Good thing there are so many single people!

Masson/Shutterstock
Source: Masson/Shutterstock

Never before have so many people been single – not just in the U.S., but in many places all around the world. Record numbers of adults are not just single for a while; they may be single for life. A Pew Report estimates that by the time young adults in the U.S. today reach the age of 50, about one in four will have been single all their lives. And those who do marry are taking longer than ever before to get there: The median age at which men and women first marry has never been higher. Although the divorce rate is no longer increasing (except among Boomers), rates of remarriage are slipping. All of this adds up to a fairy tale-defying portrait of contemporary life: Americans spend more years of their adult lives not married than married.

The ascendency of single living has left parents, pundits, and even some single people in a panic. But instead of fretting, maybe we should celebrate.

The rise of single people is a for our cities, towns, communities, and our relatives and friends, and neighbors. It is good for people who want to marry – especially if they spend a good long time living single first — and it is good for people who don’t marry. Single people have veered off the one-way road that led to nuclear family living in detached homes in the suburbs. In the process, they have embraced bigger, broader meanings of home, family, child rearing, and sexuality.

Thanks to the open hearts and open minds of people who are single, successive generations will have unprecedented opportunities to pursue the life they choose, rather than one that is prescribed.
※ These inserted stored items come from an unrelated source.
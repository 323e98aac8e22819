//! 公告存储操作

use super::{SeaOrmStorage, db_err};
use crate::entity::announcements::{ActiveModel, Column, Entity as Announcements, Model};
use crate::errors::Result;
use crate::models::{
    PaginatedResponse, PaginationQuery,
    announcements::{Announcement, AnnouncementScope, NewAnnouncement},
};
use sea_orm::{
    ActiveModelTrait, ColumnTrait, Condition, EntityTrait, PaginatorTrait, QueryFilter, QueryOrder,
    Set,
};

impl SeaOrmStorage {
    pub async fn create_announcement_impl(
        &self,
        announcement: NewAnnouncement,
    ) -> Result<Announcement> {
        let model = ActiveModel {
            class_id: Set(announcement.class_id),
            author_id: Set(announcement.author_id),
            title: Set(announcement.title),
            content: Set(announcement.content),
            priority: Set(announcement.priority.to_string()),
            created_at: Set(chrono::Utc::now().timestamp()),
            ..Default::default()
        };

        let result = model.insert(&self.db).await.map_err(db_err("创建公告失败"))?;

        Ok(result.into_announcement())
    }

    pub async fn get_announcement_by_id_impl(&self, id: i64) -> Result<Option<Announcement>> {
        let result = Announcements::find_by_id(id)
            .one(&self.db)
            .await
            .map_err(db_err("查询公告失败"))?;

        Ok(result.map(Model::into_announcement))
    }

    /// 按可见范围列出公告，最新的在前
    pub async fn list_announcements_impl(
        &self,
        scope: AnnouncementScope,
        class_id: Option<i64>,
        pagination: PaginationQuery,
    ) -> Result<PaginatedResponse<Announcement>> {
        let mut select = Announcements::find();

        if let AnnouncementScope::Classes(ids) = scope {
            select = select.filter(
                Condition::any()
                    .add(Column::ClassId.is_null())
                    .add(Column::ClassId.is_in(ids)),
            );
        }

        if let Some(class_id) = class_id {
            select = select.filter(Column::ClassId.eq(class_id));
        }

        select = select.order_by_desc(Column::CreatedAt).order_by_desc(Column::Id);

        self.fetch_page(select, pagination, "查询公告列表失败", Model::into_announcement)
            .await
    }

    pub async fn delete_announcement_impl(&self, id: i64) -> Result<bool> {
        let result = Announcements::delete_by_id(id)
            .exec(&self.db)
            .await
            .map_err(db_err("删除公告失败"))?;

        Ok(result.rows_affected > 0)
    }

    pub async fn count_announcements_impl(&self) -> Result<u64> {
        Announcements::find()
            .count(&self.db)
            .await
            .map_err(db_err("统计公告失败"))
    }
}

#[cfg(test)]
mod tests {
    use super::super::test_support::{memory_storage, seed_user};
    use super::*;
    use crate::models::announcements::AnnouncementPriority;
    use crate::models::classes::requests::NewClass;
    use crate::models::users::entities::UserRole;

    #[tokio::test]
    async fn test_scope_includes_global_and_own_classes() {
        let storage = memory_storage().await;
        let teacher = seed_user(&storage, "teacher1", UserRole::Teacher).await;
        let mut class_ids = Vec::new();
        for code in ["MUSI2345", "DRAM2345"] {
            let class = storage
                .create_class_impl(NewClass {
                    teacher_id: teacher.id,
                    name: code.to_string(),
                    subject: None,
                    description: None,
                    room: None,
                    schedule: None,
                    capacity: None,
                    class_code: code.to_string(),
                })
                .await
                .unwrap();
            class_ids.push(class.id);
        }

        for class_id in [None, Some(class_ids[0]), Some(class_ids[1])] {
            storage
                .create_announcement_impl(NewAnnouncement {
                    class_id,
                    author_id: teacher.id,
                    title: "Notice".to_string(),
                    content: "Body".to_string(),
                    priority: AnnouncementPriority::Normal,
                })
                .await
                .unwrap();
        }

        let visible = storage
            .list_announcements_impl(
                AnnouncementScope::Classes(vec![class_ids[0]]),
                None,
                PaginationQuery::default(),
            )
            .await
            .unwrap();
        assert_eq!(visible.pagination.total, 2);
        assert!(
            visible
                .items
                .iter()
                .all(|a| a.class_id.is_none() || a.class_id == Some(class_ids[0]))
        );

        let all = storage
            .list_announcements_impl(AnnouncementScope::All, None, PaginationQuery::default())
            .await
            .unwrap();
        assert_eq!(all.pagination.total, 3);
    }
}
What the Rise of Single People Is Good For

1. Our Planet

Single people are greener people. People who live alone or with roommates have shorter commutes to work than couples or people who live with children. Single people are less likely to travel to work in a car, and more likely to get where they need to go by walking or bicycling.

2. Our Cities and Towns

Single people and solo dwellers are the life of their cities and towns. They participate in more civic groups and public events, take more art and music classes, go out to dinner more often, and take part in more informal social activities than people who are married or live with others.

3. Our Communities

Single people volunteer more than married people for community and social service organizations; groups devoted to culture, the arts, hobbies, and sports; environmental and animal care organizations; hospitals and other health organizations; and public safety organizations. Even though single people are less likely to have children than married people are, they volunteer more for educational groups and youth services. Single and currently married people are equally likely to volunteer for political, professional, and international groups; divorced and widowed people volunteer the most for those groups. Only when it comes to religious groups do married people volunteer more than single people.

4. Our Parents, Siblings, Friends, and Neighbors

As parents get older and need more help, they are more likely to get that help from their grown children who are single than those who are coupled. Blacks and whites, sons and daughters, are all more likely to be there for their parents if they are single.
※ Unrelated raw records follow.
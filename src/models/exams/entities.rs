use chrono::{DateTime, Utc};
use serde::{Deserialize, Serialize};
use ts_rs::TS;

use crate::models::common::string_enum;
use crate::models::users::entities::UserSummary;

string_enum! {
    /// 题型，前两种可自动判分
    #[ts(export, export_to = "exam.ts")]
    pub enum QuestionType {
        MultipleChoice => "multiple_choice",
        TrueFalse => "true_false",
        ShortAnswer => "short_answer",
        Essay => "essay",
    }
}

impl QuestionType {
    /// 客观题按标准答案自动判分
    pub fn is_objective(&self) -> bool {
        matches!(
            self,
            QuestionType::MultipleChoice | QuestionType::TrueFalse | QuestionType::ShortAnswer
        )
    }
}

string_enum! {
    /// in_progress -> submitted -> graded，全部客观题时直接 graded
    #[ts(export, export_to = "exam.ts")]
    pub enum AttemptStatus {
        InProgress => "in_progress",
        Submitted => "submitted",
        Graded => "graded",
    }
}

#[derive(Debug, Clone, Serialize, Deserialize, TS)]
#[ts(export, export_to = "exam.ts")]
pub struct Exam {
    pub id: i64,
    pub class_id: i64,
    pub created_by: i64,
    pub title: String,
    pub description: Option<String>,
    pub duration_minutes: Option<i32>,
    pub starts_at: Option<DateTime<Utc>>,
    pub ends_at: Option<DateTime<Utc>>,
    pub total_marks: f64,
    pub shuffle_questions: bool,
    pub is_published: bool,
    pub created_at: DateTime<Utc>,
    pub updated_at: DateTime<Utc>,
}

impl Exam {
    /// 是否处于可作答窗口
    pub fn is_open_at(&self, now: DateTime<Utc>) -> bool {
        self.is_published
            && self.starts_at.is_none_or(|start| now >= start)
            && self.ends_at.is_none_or(|end| now <= end)
    }
}

#[derive(Debug, Clone, Serialize, Deserialize, TS)]
#[ts(export, export_to = "exam.ts")]
pub struct Question {
    pub id: i64,
    pub exam_id: i64,
    pub question_type: QuestionType,
    pub prompt: String,
    pub options: Vec<String>,
    /// 对学生隐藏，批改后才返回
    #[serde(skip_serializing_if = "Option::is_none")]
    pub correct_answer: Option<String>,
    pub marks: f64,
    pub position: i32,
}

impl Question {
    pub fn without_answer(mut self) -> Self {
        self.correct_answer = None;
        self
    }
}

#[derive(Debug, Clone, Serialize, TS)]
#[ts(export, export_to = "exam.ts")]
pub struct ExamDetail {
    #[serde(flatten)]
    #[ts(flatten)]
    pub exam: Exam,
    pub questions: Vec<Question>,
}

#[derive(Debug, Clone, Serialize, Deserialize, TS)]
#[ts(export, export_to = "exam.ts")]
pub struct ExamAttempt {
    pub id: i64,
    pub exam_id: i64,
    pub student_id: i64,
    pub status: AttemptStatus,
    /// 作答时的题目顺序（题目 ID）
    pub question_order: Vec<i64>,
    pub score: Option<f64>,
    pub started_at: DateTime<Utc>,
    pub submitted_at: Option<DateTime<Utc>>,
    pub graded_at: Option<DateTime<Utc>>,
    pub graded_by: Option<i64>,
}

impl ExamAttempt {
    /// 作答截止时间：开始时间加时长，且不晚于考试结束时间
    pub fn deadline(&self, exam: &Exam) -> Option<DateTime<Utc>> {
        let by_duration = exam
            .duration_minutes
            .map(|m| self.started_at + chrono::Duration::minutes(i64::from(m)));
        match (by_duration, exam.ends_at) {
            (Some(a), Some(b)) => Some(a.min(b)),
            (a, b) => a.or(b),
        }
    }
}

#[derive(Debug, Clone, Serialize, Deserialize, TS)]
#[ts(export, export_to = "exam.ts")]
pub struct QuestionAnswer {
    pub id: i64,
    pub attempt_id: i64,
    pub question_id: i64,
    pub answer: String,
    pub is_correct: Option<bool>,
    pub marks_awarded: Option<f64>,
    pub updated_at: DateTime<Utc>,
}

/// 学生查看作答详情
#[derive(Debug, Clone, Serialize, TS)]
#[ts(export, export_to = "exam.ts")]
pub struct AttemptDetail {
    #[serde(flatten)]
    #[ts(flatten)]
    pub attempt: ExamAttempt,
    pub deadline: Option<DateTime<Utc>>,
    pub questions: Vec<Question>,
    pub answers: Vec<QuestionAnswer>,
}

/// 教师查看的作答列表项
#[derive(Debug, Clone, Serialize, TS)]
#[ts(export, export_to = "exam.ts")]
pub struct AttemptWithStudent {
    #[serde(flatten)]
    #[ts(flatten)]
    pub attempt: ExamAttempt,
    pub student: Option<UserSummary>,
}

/// 存储层一次性写入的判分结果
#[derive(Debug, Clone)]
pub struct AnswerMark {
    pub question_id: i64,
    pub is_correct: Option<bool>,
    pub marks_awarded: Option<f64>,
}

#[cfg(test)]
mod tests {
    use super::*;

    fn exam(duration: Option<i32>, ends_at: Option<DateTime<Utc>>) -> Exam {
        let now = Utc::now();
        Exam {
            id: 1,
            class_id: 1,
            created_by: 1,
            title: "Quiz".into(),
            description: None,
            duration_minutes: duration,
            starts_at: None,
            ends_at,
            total_marks: 0.0,
            shuffle_questions: false,
            is_published: true,
            created_at: now,
            updated_at: now,
        }
    }

    fn attempt(started_at: DateTime<Utc>) -> ExamAttempt {
        ExamAttempt {
            id: 1,
            exam_id: 1,
            student_id: 2,
            status: AttemptStatus::InProgress,
            question_order: vec![],
            score: None,
            started_at,
            submitted_at: None,
            graded_at: None,
            graded_by: None,
        }
    }

    #[test]
    fn test_deadline_uses_earliest_bound() {
        let start = Utc::now();
        let end = start + chrono::Duration::minutes(10);
        let a = attempt(start);
        assert_eq!(a.deadline(&exam(Some(30), Some(end))), Some(end));
        assert_eq!(
            a.deadline(&exam(Some(5), Some(end))),
            Some(start + chrono::Duration::minutes(5))
        );
        assert_eq!(a.deadline(&exam(None, None)), None);
    }

    #[test]
    fn test_open_window() {
        let now = Utc::now();
        let mut e = exam(None, Some(now - chrono::Duration::minutes(1)));
        assert!(!e.is_open_at(now));
        e.ends_at = None;
        assert!(e.is_open_at(now));
        e.is_published = false;
        assert!(!e.is_open_at(now));
    }

    #[test]
    fn test_objective_types() {
        assert!(QuestionType::TrueFalse.is_objective());
        assert!(!QuestionType::Essay.is_objective());
        assert_eq!(
            "multiple_choice".parse::<QuestionType>().unwrap(),
            QuestionType::MultipleChoice
        );
    }
}
use actix_web::HttpRequest;
use tracing::info;

use super::UserService;
use crate::models::ErrorCode;
use crate::models::audit::actions;
use crate::models::users::requests::{UpdateUserRequest, UserChanges};
use crate::services::access::current_user;
use crate::services::audit::{AuditEntry, record};
use crate::services::responses::{
    ServiceResult, bad_request, conflict, conflict_or_internal, internal, not_found, ok,
};
use crate::utils::password::hash_password;
use crate::utils::validate::{validate_email, validate_password, validate_text, validate_url};

pub async fn update_user(
    service: &UserService,
    request: &HttpRequest,
    user_id: i64,
    update_data: UpdateUserRequest,
) -> ServiceResult {
    let admin = current_user(request)?;
    let storage = service.get_storage(request)?;

    let email = update_data.email.map(|e| e.trim().to_lowercase());
    if let Some(email) = &email {
        validate_email(email).map_err(|e| bad_request(ErrorCode::UserEmailInvalid, e))?;
        // 邮箱被其他用户占用
        if let Some(other) = storage
            .get_user_by_email(email)
            .await
            .map_err(internal("Failed to check email"))?
            && other.id != user_id
        {
            return Err(conflict(
                ErrorCode::UserEmailAlreadyExists,
                "Email already exists",
            ));
        }
    }
    if let Some(name) = &update_data.display_name {
        validate_text("Display name", name, 0, 50)
            .map_err(|e| bad_request(ErrorCode::BadRequest, e))?;
    }
    if let Some(url) = &update_data.avatar_url {
        validate_url(url).map_err(|e| bad_request(ErrorCode::BadRequest, e))?;
    }

    // 管理员不能降级或停用自己
    if user_id == admin.id
        && (update_data.role.is_some_and(|r| r != admin.role)
            || update_data.status.is_some_and(|s| s != admin.status))
    {
        return Err(bad_request(
            ErrorCode::BadRequest,
            "You cannot change your own role or status",
        ));
    }

    let password_hash = match update_data.password {
        Some(password) => {
            validate_password(&password)
                .map_err(|e| bad_request(ErrorCode::UserPasswordInvalid, e))?;
            Some(hash_password(&password).map_err(internal("Failed to hash password"))?)
        }
        None => None,
    };

    let changes = UserChanges {
        email,
        password_hash,
        role: update_data.role,
        status: update_data.status,
        display_name: update_data.display_name,
        avatar_url: update_data.avatar_url,
        grade_level: update_data.grade_level,
        department: update_data.department,
    };
    if changes.is_empty() {
        return Err(bad_request(ErrorCode::BadRequest, "No fields to update"));
    }

    let changed_fields = describe_changes(&changes);
    let user = storage
        .update_user(user_id, changes)
        .await
        .map_err(conflict_or_internal(
            ErrorCode::UserEmailAlreadyExists,
            "Email already exists",
            "Failed to update user",
        ))?
        .ok_or_else(|| not_found(ErrorCode::UserNotFound, "User not found"))?;

    record(
        &storage,
        request,
        admin.id,
        AuditEntry {
            action: actions::USER_UPDATE,
            entity_type: "user",
            entity_id: user.id,
            details: Some(changed_fields),
        },
    )
    .await;

    info!("Admin {} updated user {}", admin.username, user.username);
    ok(user, "User updated successfully")
}

/// 审计详情只记录字段名，不记录密码等取值
fn describe_changes(changes: &UserChanges) -> String {
    [
        ("email", changes.email.is_some()),
        ("password", changes.password_hash.is_some()),
        ("role", changes.role.is_some()),
        ("status", changes.status.is_some()),
        ("display_name", changes.display_name.is_some()),
        ("avatar_url", changes.avatar_url.is_some()),
        ("grade_level", changes.grade_level.is_some()),
        ("department", changes.department.is_some()),
    ]
    .iter()
    .filter(|(_, changed)| *changed)
    .map(|(name, _)| *name)
    .collect::<Vec<_>>()
    .join(",")
}

#[cfg(test)]
mod tests {
    use super::*;
    use crate::models::users::entities::UserRole;

    #[test]
    fn test_describe_changes_hides_values() {
        let changes = UserChanges {
            password_hash: Some("$argon2id$secret".into()),
            role: Some(UserRole::Teacher),
            ..Default::default()
        };
        assert_eq!(describe_changes(&changes), "password,role");
    }
}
Single people are also especially likely to step up when other people are sick, disabled, or elderly and need the sort of sustained help that goes on for months – even when the people in need are not their relatives.
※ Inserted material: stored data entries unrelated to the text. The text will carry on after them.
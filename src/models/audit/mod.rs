use serde::{Deserialize, Serialize};
use ts_rs::TS;

use crate::models::common::{PaginationQuery, deserialize_optional_i64};

/// 审计动作名称
pub mod actions {
    pub const USER_CREATE: &str = "user.create";
    pub const USER_UPDATE: &str = "user.update";
    pub const USER_DELETE: &str = "user.delete";
    pub const CLASS_DELETE: &str = "class.delete";
    pub const ENROLLMENT_DECIDE: &str = "enrollment.decide";
    pub const SUBMISSION_GRADE: &str = "submission.grade";
    pub const ATTEMPT_GRADE: &str = "exam_attempt.grade";
}

#[derive(Debug, Clone, Serialize, Deserialize, TS)]
#[ts(export, export_to = "audit.ts")]
pub struct AuditLog {
    pub id: i64,
    pub user_id: Option<i64>,
    pub action: String,
    pub entity_type: String,
    pub entity_id: Option<i64>,
    pub details: Option<String>,
    pub ip_address: Option<String>,
    pub created_at: chrono::DateTime<chrono::Utc>,
}

#[derive(Debug, Clone)]
pub struct NewAuditLog {
    pub user_id: Option<i64>,
    pub action: String,
    pub entity_type: String,
    pub entity_id: Option<i64>,
    pub details: Option<String>,
    pub ip_address: Option<String>,
}

#[derive(Debug, Clone, Default, Deserialize, TS)]
#[ts(export, export_to = "audit.ts")]
pub struct AuditListParams {
    #[serde(flatten)]
    #[ts(flatten)]
    pub pagination: PaginationQuery,
    #[serde(default, deserialize_with = "deserialize_optional_i64")]
    pub user_id: Option<i64>,
    pub action: Option<String>,
    pub entity_type: Option<String>,
}
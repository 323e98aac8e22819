//! 通知存储操作

use super::{SeaOrmStorage, db_err};
use crate::entity::notifications::{ActiveModel, Column, Entity as Notifications, Model};
use crate::errors::Result;
use crate::models::{
    PaginatedResponse, PaginationQuery,
    notifications::{NewNotification, Notification},
};
use sea_orm::{
    ColumnTrait, EntityTrait, PaginatorTrait, QueryFilter, QueryOrder, Set, sea_query::Expr,
};

impl SeaOrmStorage {
    /// 批量创建通知，返回写入条数
    pub async fn create_notifications_impl(
        &self,
        notifications: Vec<NewNotification>,
    ) -> Result<u64> {
        if notifications.is_empty() {
            return Ok(0);
        }

        let now = chrono::Utc::now().timestamp();
        let count = notifications.len() as u64;

        let models = notifications.into_iter().map(|n| ActiveModel {
            user_id: Set(n.user_id),
            kind: Set(n.kind.to_string()),
            title: Set(n.title),
            content: Set(n.content),
            reference_type: Set(n.reference_type),
            reference_id: Set(n.reference_id),
            is_read: Set(false),
            created_at: Set(now),
            ..Default::default()
        });

        Notifications::insert_many(models)
            .exec(&self.db)
            .await
            .map_err(db_err("批量创建通知失败"))?;

        Ok(count)
    }

    pub async fn list_user_notifications_impl(
        &self,
        user_id: i64,
        unread_only: bool,
        pagination: PaginationQuery,
    ) -> Result<PaginatedResponse<Notification>> {
        let mut select = Notifications::find().filter(Column::UserId.eq(user_id));

        if unread_only {
            select = select.filter(Column::IsRead.eq(false));
        }

        select = select.order_by_desc(Column::CreatedAt).order_by_desc(Column::Id);

        self.fetch_page(select, pagination, "查询通知列表失败", Model::into_notification)
            .await
    }

    pub async fn count_unread_notifications_impl(&self, user_id: i64) -> Result<u64> {
        Notifications::find()
            .filter(Column::UserId.eq(user_id))
            .filter(Column::IsRead.eq(false))
            .count(&self.db)
            .await
            .map_err(db_err("统计未读通知失败"))
    }

    /// 标记已读，只能操作自己的通知
    pub async fn mark_notification_read_impl(&self, id: i64, user_id: i64) -> Result<bool> {
        let exists = Notifications::find()
            .filter(Column::Id.eq(id))
            .filter(Column::UserId.eq(user_id))
            .count(&self.db)
            .await
            .map_err(db_err("查询通知失败"))?;

        if exists == 0 {
            return Ok(false);
        }

        Notifications::update_many()
            .col_expr(Column::IsRead, Expr::value(true))
            .filter(Column::Id.eq(id))
            .exec(&self.db)
            .await
            .map_err(db_err("标记通知已读失败"))?;

        Ok(true)
    }

    pub async fn mark_all_notifications_read_impl(&self, user_id: i64) -> Result<u64> {
        let result = Notifications::update_many()
            .col_expr(Column::IsRead, Expr::value(true))
            .filter(Column::UserId.eq(user_id))
            .filter(Column::IsRead.eq(false))
            .exec(&self.db)
            .await
            .map_err(db_err("标记全部已读失败"))?;

        Ok(result.rows_affected)
    }

    pub async fn delete_notification_impl(&self, id: i64, user_id: i64) -> Result<bool> {
        let result = Notifications::delete_many()
            .filter(Column::Id.eq(id))
            .filter(Column::UserId.eq(user_id))
            .exec(&self.db)
            .await
            .map_err(db_err("删除通知失败"))?;

        Ok(result.rows_affected > 0)
    }
}

#[cfg(test)]
mod tests {
    use super::super::test_support::{memory_storage, seed_user};
    use super::*;
    use crate::models::notifications::NotificationKind;
    use crate::models::users::entities::UserRole;

    #[tokio::test]
    async fn test_notifications_are_scoped_to_owner() {
        let storage = memory_storage().await;
        let alice = seed_user(&storage, "alice01", UserRole::Student).await;
        let bob = seed_user(&storage, "bobby01", UserRole::Student).await;

        let written = storage
            .create_notifications_impl(vec![
                NewNotification::new(alice.id, NotificationKind::System, "Welcome"),
                NewNotification::new(alice.id, NotificationKind::Grade, "Graded")
                    .reference("submission", 7),
                NewNotification::new(bob.id, NotificationKind::System, "Welcome"),
            ])
            .await
            .unwrap();
        assert_eq!(written, 3);
        assert_eq!(storage.count_unread_notifications_impl(alice.id).await.unwrap(), 2);

        let page = storage
            .list_user_notifications_impl(alice.id, true, PaginationQuery::default())
            .await
            .unwrap();
        let first_id = page.items[0].id;

        // 其他用户无法操作
        assert!(!storage.mark_notification_read_impl(first_id, bob.id).await.unwrap());
        assert!(!storage.delete_notification_impl(first_id, bob.id).await.unwrap());

        assert!(storage.mark_notification_read_impl(first_id, alice.id).await.unwrap());
        assert_eq!(storage.count_unread_notifications_impl(alice.id).await.unwrap(), 1);

        assert_eq!(storage.mark_all_notifications_read_impl(alice.id).await.unwrap(), 1);
        assert_eq!(storage.count_unread_notifications_impl(alice.id).await.unwrap(), 0);
        assert_eq!(storage.count_unread_notifications_impl(bob.id).await.unwrap(), 1);
    }
}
In everyday life, when no pressing needs are at stake, it is the single people who are more likely to be tending to their relationships with a variety of other people. Compared to married people, they are more likely to encourage, help, and socialize with their friends and neighbors. They are also more likely to visit, support, advise, and stay in touch with their siblings and parents. In contrast, when couples move in together or get married, they tend to become more insular, even if they don’t have children.

5. People Who Are Not So Young When They Marry

Studies of people who live alone typically find that most are doing fine; they are not isolated, sad, or lonely. The exceptions tend to be older men who grew up at a time when people married young, and husbands and wives divided the chores in gender-stereotyped ways. Living single longer has the potential to transform today’s men. They are learning for themselves how to keep up with friends and family, be emotionally available – and do the cooking, cleaning, and laundry. If they marry and then divorce or become widowed, they may be far more adept at living single than the generations before them. Women, too, may benefit from mastering stereotypically male tasks as they stay single longer.

6. People Who Want to Marry at Any Age

As more people live single, single life will become less stigmatized and more fulfilling. When living single is a real choice, then getting married will be, too. Fewer people will marry as a way of fleeing single life or simply doing what they are expected to do, and more will choose it because it is what they really want.

7. Single People

Reports of the early death of single people have been greatly exaggerated, as have claims that marriage transforms miserable, sickly single people into happy, healthy spouses. In some significant ways, it is the single people who are doing particularly well.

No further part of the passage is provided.